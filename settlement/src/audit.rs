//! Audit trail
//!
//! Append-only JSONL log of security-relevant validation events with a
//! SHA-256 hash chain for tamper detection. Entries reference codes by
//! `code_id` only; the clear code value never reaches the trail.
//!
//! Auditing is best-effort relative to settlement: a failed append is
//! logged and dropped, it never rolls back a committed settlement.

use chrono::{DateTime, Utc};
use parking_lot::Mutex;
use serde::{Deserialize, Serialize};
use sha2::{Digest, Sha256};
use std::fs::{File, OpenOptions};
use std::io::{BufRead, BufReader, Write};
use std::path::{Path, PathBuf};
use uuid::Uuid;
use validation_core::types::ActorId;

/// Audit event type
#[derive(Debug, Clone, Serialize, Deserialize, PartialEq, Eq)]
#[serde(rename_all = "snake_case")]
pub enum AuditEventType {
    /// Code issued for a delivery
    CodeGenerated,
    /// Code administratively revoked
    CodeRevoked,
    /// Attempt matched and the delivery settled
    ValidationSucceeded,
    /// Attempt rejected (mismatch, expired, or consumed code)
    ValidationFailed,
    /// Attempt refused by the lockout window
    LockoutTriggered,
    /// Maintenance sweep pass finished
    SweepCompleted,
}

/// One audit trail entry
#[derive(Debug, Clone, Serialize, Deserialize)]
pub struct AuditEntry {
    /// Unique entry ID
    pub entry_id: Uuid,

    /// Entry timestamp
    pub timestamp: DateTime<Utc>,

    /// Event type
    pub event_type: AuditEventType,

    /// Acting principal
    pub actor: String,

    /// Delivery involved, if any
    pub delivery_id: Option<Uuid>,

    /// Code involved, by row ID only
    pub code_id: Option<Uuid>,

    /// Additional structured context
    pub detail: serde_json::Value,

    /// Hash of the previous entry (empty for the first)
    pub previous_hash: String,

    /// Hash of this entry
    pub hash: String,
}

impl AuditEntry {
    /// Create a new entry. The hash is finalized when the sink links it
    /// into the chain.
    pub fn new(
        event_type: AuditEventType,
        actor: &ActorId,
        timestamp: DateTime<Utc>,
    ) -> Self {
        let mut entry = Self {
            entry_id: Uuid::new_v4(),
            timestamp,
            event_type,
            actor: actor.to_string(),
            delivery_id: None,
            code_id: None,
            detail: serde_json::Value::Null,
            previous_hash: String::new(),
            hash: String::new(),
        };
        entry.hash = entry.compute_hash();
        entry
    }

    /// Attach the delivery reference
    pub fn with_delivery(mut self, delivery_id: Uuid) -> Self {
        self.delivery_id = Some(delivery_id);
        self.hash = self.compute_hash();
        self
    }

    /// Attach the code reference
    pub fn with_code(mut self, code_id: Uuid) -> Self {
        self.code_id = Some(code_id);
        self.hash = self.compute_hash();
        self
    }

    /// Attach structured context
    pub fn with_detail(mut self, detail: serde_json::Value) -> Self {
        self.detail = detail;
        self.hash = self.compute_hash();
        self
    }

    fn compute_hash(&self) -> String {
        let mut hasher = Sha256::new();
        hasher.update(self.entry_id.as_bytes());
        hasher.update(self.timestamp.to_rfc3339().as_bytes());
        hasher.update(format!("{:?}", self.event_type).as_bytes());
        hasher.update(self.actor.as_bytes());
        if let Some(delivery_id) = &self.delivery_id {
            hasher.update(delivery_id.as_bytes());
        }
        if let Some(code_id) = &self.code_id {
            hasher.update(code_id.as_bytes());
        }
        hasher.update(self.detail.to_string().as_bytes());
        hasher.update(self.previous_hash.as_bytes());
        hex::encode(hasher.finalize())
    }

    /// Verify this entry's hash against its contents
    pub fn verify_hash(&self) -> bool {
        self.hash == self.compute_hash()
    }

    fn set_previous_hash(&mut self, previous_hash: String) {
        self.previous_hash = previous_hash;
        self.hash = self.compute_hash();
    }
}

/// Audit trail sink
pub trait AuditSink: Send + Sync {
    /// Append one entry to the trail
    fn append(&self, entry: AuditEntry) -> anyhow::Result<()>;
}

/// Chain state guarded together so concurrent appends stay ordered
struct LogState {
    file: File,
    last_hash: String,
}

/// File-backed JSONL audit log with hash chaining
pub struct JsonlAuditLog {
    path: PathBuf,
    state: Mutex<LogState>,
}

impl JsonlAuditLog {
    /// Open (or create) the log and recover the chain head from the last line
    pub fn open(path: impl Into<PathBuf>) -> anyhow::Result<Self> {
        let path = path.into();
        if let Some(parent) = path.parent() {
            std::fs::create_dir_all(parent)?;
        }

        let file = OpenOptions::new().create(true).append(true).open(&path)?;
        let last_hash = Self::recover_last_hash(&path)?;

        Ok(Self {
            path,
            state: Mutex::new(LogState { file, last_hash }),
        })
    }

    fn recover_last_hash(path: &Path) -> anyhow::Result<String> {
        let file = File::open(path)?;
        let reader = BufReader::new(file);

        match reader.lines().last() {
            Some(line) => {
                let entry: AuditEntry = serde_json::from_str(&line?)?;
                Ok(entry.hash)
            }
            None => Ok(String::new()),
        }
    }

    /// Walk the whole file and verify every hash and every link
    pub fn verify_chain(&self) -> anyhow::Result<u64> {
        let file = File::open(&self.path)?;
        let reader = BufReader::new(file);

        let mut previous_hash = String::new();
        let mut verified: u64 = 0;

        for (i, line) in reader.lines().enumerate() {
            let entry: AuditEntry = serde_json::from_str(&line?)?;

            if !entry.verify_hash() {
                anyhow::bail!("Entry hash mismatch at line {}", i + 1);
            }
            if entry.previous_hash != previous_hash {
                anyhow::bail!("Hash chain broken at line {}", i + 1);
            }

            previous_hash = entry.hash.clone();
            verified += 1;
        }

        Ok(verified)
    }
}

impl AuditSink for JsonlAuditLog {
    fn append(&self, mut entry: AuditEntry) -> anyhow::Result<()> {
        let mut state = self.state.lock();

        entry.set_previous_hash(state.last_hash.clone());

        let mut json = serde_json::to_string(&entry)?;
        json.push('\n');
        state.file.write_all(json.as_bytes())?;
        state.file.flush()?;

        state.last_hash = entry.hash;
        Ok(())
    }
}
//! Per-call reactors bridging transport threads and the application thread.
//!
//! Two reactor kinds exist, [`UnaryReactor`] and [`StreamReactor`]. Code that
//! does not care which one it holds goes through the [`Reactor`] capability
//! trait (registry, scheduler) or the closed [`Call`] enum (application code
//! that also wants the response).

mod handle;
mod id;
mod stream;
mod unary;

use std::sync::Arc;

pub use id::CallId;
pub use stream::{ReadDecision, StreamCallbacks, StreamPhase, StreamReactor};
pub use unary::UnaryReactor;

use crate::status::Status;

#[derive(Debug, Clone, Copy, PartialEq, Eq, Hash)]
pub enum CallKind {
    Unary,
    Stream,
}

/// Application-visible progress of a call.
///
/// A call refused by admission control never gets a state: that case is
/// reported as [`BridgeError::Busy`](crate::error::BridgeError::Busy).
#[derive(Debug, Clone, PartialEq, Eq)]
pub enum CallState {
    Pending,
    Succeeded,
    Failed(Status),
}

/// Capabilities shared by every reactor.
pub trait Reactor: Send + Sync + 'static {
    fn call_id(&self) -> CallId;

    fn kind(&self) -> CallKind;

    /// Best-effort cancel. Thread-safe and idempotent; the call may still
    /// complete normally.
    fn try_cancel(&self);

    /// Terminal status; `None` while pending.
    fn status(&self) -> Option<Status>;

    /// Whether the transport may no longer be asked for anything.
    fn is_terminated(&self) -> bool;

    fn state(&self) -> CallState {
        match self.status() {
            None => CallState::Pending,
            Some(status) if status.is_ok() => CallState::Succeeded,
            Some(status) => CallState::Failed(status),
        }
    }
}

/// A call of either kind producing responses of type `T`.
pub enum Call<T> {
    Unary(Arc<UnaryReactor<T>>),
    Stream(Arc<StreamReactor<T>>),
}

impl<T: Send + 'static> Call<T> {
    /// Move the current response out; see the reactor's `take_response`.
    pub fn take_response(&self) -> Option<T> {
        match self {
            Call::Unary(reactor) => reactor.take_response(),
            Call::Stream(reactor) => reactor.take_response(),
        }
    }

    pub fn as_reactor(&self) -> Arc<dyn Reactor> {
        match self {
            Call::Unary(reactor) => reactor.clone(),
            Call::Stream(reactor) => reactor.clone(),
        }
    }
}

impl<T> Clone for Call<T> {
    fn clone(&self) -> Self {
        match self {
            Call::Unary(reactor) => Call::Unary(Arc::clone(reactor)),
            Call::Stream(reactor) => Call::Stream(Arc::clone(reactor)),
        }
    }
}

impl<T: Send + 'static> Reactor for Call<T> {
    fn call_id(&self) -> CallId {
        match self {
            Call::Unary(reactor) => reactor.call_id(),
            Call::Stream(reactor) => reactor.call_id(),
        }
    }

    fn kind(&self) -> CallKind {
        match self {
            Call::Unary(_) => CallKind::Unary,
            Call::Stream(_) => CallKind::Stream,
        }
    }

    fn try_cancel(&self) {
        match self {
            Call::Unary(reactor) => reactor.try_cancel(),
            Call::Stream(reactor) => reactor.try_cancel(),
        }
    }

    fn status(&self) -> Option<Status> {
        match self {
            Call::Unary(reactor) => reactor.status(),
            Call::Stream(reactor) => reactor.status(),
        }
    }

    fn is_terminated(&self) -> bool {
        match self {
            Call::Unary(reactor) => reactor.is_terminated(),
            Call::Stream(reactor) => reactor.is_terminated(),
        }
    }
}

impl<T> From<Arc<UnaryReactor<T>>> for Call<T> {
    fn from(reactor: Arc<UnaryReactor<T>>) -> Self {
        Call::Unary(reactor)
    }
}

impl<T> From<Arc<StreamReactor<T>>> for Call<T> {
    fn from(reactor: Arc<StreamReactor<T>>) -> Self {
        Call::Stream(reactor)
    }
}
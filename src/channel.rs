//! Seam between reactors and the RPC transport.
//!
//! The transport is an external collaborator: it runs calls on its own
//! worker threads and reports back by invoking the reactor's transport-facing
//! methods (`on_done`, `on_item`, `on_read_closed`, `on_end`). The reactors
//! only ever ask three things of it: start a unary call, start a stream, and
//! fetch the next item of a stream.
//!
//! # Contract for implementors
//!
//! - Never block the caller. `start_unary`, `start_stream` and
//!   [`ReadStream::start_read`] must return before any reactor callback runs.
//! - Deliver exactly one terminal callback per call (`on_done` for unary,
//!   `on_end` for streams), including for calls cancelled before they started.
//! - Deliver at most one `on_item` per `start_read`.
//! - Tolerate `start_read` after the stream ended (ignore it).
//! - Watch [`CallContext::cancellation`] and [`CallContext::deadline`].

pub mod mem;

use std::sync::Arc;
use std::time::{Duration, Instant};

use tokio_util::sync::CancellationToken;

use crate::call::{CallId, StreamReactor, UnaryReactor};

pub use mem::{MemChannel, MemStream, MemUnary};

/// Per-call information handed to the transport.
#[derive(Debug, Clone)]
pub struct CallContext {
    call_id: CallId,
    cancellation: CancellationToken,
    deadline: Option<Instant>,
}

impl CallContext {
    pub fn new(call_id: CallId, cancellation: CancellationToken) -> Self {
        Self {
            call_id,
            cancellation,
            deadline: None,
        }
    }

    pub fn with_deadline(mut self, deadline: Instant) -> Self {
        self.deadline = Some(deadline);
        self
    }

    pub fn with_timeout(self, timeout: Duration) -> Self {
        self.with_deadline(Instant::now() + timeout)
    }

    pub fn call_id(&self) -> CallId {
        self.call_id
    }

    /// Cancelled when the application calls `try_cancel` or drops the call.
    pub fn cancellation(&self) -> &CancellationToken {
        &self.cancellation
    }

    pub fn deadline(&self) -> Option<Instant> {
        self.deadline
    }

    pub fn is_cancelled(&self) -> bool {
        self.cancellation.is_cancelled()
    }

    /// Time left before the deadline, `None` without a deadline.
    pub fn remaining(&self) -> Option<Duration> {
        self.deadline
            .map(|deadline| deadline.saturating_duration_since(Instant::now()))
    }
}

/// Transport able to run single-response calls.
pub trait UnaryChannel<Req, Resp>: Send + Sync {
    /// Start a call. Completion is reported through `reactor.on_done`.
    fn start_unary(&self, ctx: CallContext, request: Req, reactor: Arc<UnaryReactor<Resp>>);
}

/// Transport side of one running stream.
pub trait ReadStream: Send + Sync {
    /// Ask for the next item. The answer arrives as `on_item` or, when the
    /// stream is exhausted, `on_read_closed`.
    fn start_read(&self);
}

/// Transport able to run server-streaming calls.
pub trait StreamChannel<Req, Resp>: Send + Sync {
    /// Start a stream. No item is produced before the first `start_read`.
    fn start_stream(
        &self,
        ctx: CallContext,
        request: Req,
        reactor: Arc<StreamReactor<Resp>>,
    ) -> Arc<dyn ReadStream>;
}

··········

Retype every line up to and including the one that contains "a committed settlement.", beginning at the first line of the records, with no edits.

filename settlement/src/audit.rs
//! Audit trail
//!
//! Append-only JSONL log of security-relevant validation events with a
//! SHA-256 hash chain for tamper detection. Entries reference codes by
//! `code_id` only; the clear code value never reaches the trail.
//!
//! Auditing is best-effort relative to settlement: a failed append is
//! logged and dropped, it never rolls back a committed settlement.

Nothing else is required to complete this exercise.